**** RECORD SET ****
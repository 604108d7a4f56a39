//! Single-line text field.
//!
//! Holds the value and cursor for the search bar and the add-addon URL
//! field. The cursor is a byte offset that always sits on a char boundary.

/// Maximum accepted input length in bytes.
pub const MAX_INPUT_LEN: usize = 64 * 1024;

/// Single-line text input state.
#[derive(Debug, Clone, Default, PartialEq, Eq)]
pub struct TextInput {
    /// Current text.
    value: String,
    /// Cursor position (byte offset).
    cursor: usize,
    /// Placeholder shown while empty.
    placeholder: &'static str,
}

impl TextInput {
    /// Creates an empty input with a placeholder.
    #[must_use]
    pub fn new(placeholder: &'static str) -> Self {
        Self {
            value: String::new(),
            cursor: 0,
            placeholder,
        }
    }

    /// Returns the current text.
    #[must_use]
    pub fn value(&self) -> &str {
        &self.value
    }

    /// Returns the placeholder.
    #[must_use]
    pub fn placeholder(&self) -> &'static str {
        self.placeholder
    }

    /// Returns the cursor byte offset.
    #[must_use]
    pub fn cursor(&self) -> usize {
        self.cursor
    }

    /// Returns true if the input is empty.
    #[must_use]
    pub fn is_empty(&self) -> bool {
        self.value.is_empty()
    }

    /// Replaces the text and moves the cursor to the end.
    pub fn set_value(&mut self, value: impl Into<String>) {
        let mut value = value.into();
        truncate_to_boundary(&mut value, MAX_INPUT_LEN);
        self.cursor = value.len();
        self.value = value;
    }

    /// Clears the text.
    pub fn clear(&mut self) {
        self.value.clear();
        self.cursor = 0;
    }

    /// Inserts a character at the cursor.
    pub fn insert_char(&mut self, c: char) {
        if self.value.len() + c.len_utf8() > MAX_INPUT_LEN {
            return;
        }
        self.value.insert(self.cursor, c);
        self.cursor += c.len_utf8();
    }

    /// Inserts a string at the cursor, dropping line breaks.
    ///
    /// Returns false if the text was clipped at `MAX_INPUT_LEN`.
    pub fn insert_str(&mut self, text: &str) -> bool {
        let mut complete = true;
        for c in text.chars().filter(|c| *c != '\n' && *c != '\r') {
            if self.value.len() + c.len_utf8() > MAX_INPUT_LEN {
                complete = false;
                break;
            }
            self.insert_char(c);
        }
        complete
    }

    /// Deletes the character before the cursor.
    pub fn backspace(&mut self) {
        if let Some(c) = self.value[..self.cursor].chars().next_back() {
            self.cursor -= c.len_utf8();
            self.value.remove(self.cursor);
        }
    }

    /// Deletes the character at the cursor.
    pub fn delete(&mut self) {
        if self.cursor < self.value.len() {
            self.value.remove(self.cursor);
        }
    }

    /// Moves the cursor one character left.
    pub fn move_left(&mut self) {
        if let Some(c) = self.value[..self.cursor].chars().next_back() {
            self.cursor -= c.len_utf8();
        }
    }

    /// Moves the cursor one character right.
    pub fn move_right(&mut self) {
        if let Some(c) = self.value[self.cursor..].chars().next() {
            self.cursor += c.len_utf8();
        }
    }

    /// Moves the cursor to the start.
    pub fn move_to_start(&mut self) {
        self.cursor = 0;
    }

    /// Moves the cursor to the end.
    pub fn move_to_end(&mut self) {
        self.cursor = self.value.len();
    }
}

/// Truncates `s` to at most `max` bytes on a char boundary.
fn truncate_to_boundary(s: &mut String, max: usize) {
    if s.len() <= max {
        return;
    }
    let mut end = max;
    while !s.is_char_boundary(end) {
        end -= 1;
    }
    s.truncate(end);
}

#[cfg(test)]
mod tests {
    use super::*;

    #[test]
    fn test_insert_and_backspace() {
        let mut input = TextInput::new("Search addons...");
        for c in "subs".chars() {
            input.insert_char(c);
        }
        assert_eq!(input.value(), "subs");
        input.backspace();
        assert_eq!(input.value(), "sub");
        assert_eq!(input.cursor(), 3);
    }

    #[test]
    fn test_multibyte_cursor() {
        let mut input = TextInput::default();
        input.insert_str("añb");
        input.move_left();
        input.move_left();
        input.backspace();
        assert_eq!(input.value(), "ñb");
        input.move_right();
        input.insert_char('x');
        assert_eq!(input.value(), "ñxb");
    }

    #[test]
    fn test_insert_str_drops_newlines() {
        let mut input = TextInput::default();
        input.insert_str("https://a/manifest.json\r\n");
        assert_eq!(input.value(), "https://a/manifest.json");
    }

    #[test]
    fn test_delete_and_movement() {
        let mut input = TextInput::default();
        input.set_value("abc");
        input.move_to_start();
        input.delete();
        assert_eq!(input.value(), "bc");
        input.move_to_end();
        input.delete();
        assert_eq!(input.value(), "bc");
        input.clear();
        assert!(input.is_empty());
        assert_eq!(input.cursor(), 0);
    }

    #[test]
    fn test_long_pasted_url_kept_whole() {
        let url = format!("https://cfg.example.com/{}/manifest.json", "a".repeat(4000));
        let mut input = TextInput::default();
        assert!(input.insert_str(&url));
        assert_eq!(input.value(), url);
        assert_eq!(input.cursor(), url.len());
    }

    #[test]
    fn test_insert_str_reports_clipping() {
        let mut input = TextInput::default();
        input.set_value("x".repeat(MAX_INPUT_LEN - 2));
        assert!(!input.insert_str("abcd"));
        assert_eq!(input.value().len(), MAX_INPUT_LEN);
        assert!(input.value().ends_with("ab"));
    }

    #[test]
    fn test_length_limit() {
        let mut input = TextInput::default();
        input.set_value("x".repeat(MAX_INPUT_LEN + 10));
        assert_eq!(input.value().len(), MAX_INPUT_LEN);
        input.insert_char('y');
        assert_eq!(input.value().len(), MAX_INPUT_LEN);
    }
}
****
YOUR TASK | Each of the entries must be set down again exactly.

THE COMPLETED TASK |
repository 604108d7a4f56a39
//! Single-line text field.
//!
//! Holds the value and cursor for the search bar and the add-addon URL
//! field. The cursor is a byte offset that always sits on a char boundary.

/// Maximum accepted input length in bytes.
pub const MAX_INPUT_LEN: usize = 64 * 1024;

/// Single-line text input state.
#[derive(Debug, Clone, Default, PartialEq, Eq)]
pub struct TextInput {
    /// Current text.
    value: String,
    /// Cursor position (byte offset).
    cursor: usize,
    /// Placeholder shown while empty.
    placeholder: &'static str,
}

impl TextInput {
    /// Creates an empty input with a placeholder.
    #[must_use]
    pub fn new(placeholder: &'static str) -> Self {
        Self {
            value: String::new(),
            cursor: 0,
            placeholder,
        }
    }

    /// Returns the current text.
    #[must_use]
    pub fn value(&self) -> &str {
        &self.value
    }

    /// Returns the placeholder.
    #[must_use]
    pub fn placeholder(&self) -> &'static str {
        self.placeholder
    }

    /// Returns the cursor byte offset.
    #[must_use]
    pub fn cursor(&self) -> usize {
        self.cursor
    }

    /// Returns true if the input is empty.
    #[must_use]
    pub fn is_empty(&self) -> bool {
        self.value.is_empty()
    }

    /// Replaces the text and moves the cursor to the end.
    pub fn set_value(&mut self, value: impl Into<String>) {
        let mut value = value.into();
        truncate_to_boundary(&mut value, MAX_INPUT_LEN);
        self.cursor = value.len();
        self.value = value;
    }

    /// Clears the text.
    pub fn clear(&mut self) {
        self.value.clear();
        self.cursor = 0;
    }

    /// Inserts a character at the cursor.
    pub fn insert_char(&mut self, c: char) {
        if self.value.len() + c.len_utf8() > MAX_INPUT_LEN {
            return;
        }
        self.value.insert(self.cursor, c);
        self.cursor += c.len_utf8();
    }

    /// Inserts a string at the cursor, dropping line breaks.
    ///
    /// Returns false if the text was clipped at `MAX_INPUT_LEN`.
    pub fn insert_str(&mut self, text: &str) -> bool {
        let mut complete = true;
        for c in text.chars().filter(|c| *c != '\n' && *c != '\r') {
            if self.value.len() + c.len_utf8() > MAX_INPUT_LEN {
                complete = false;
                break;
            }
            self.insert_char(c);
        }
        complete
    }

    /// Deletes the character before the cursor.
    pub fn backspace(&mut self) {
        if let Some(c) = self.value[..self.cursor].chars().next_back() {
            self.cursor -= c.len_utf8();
            self.value.remove(self.cursor);
        }
    }

    /// Deletes the character at the cursor.
    pub fn delete(&mut self) {
        if self.cursor < self.value.len() {
            self.value.remove(self.cursor);
        }
    }

    /// Moves the cursor one character left.
    pub fn move_left(&mut self) {
        if let Some(c) = self.value[..self.cursor].chars().next_back() {
            self.cursor -= c.len_utf8();
        }
    }

    /// Moves the cursor one character right.
    pub fn move_right(&mut self) {
        if let Some(c) = self.value[self.cursor..].chars().next() {
            self.cursor += c.len_utf8();
        }
    }

    /// Moves the cursor to the start.
    pub fn move_to_start(&mut self) {
        self.cursor = 0;
    }

    /// Moves the cursor to the end.
    pub fn move_to_end(&mut self) {
        self.cursor = self.value.len();
    }
}

/// Truncates `s` to at most `max` bytes on a char boundary.
fn truncate_to_boundary(s: &mut String, max: usize) {
    if s.len() <= max {
        return;
    }
    let mut end = max;
    while !s.is_char_boundary(end) {
        end -= 1;
    }
    s.truncate(end);
}

#[cfg(test)]
mod tests {
    use super::*;

    #[test]
    fn test_insert_and_backspace() {
        let mut input = TextInput::new("Search addons...");
        for c in "subs".chars() {
            input.insert_char(c);
        }
        assert_eq!(input.value(), "subs");
        input.backspace();
        assert_eq!(input.value(), "sub");
        assert_eq!(input.cursor(), 3);
    }

    #[test]
    fn test_multibyte_cursor() {
        let mut input = TextInput::default();
        input.insert_str("añb");
        input.move_left();
        input.move_left();
        input.backspace();
        assert_eq!(input.value(), "ñb");
        input.move_right();
        input.insert_char('x');
        assert_eq!(input.value(), "ñxb");
    }

    #[test]
    fn test_insert_str_drops_newlines() {
        let mut input = TextInput::default();
        input.insert_str("https://a/manifest.json\r\n");
        assert_eq!(input.value(), "https://a/manifest.json");
    }

    #[test]
    fn test_delete_and_movement() {
        let mut input = TextInput::default();
        input.set_value("abc");
        input.move_to_start();
        input.delete();
        assert_eq!(input.value(), "bc");
        input.move_to_end();
        input.delete();
        assert_eq!(input.value(), "bc");
        input.clear();
        assert!(input.is_empty());
        assert_eq!(input.cursor(), 0);
    }

    #[test]
    fn test_long_pasted_url_kept_whole() {
        let url = format!("https://cfg.example.com/{}/manifest.json", "a".repeat(4000));
        let mut input = TextInput::default();
        assert!(input.insert_str(&url));
        assert_eq!(input.value(), url);
        assert_eq!(input.cursor(), url.len());
    }

    #[test]
    fn test_insert_str_reports_clipping() {
        let mut input = TextInput::default();
        input.set_value("x".repeat(MAX_INPUT_LEN - 2));
        assert!(!input.insert_str("abcd"));
        assert_eq!(input.value().len(), MAX_INPUT_LEN);
        assert!(input.value().ends_with("ab"));
    }

    #[test]
    fn test_length_limit() {
        let mut input = TextInput::default();
        input.set_value("x".repeat(MAX_INPUT_LEN + 10));
        assert_eq!(input.value().len(), MAX_INPUT_LEN);
        input.insert_char('y');
        assert_eq!(input.value().len(), MAX_INPUT_LEN);
    }
}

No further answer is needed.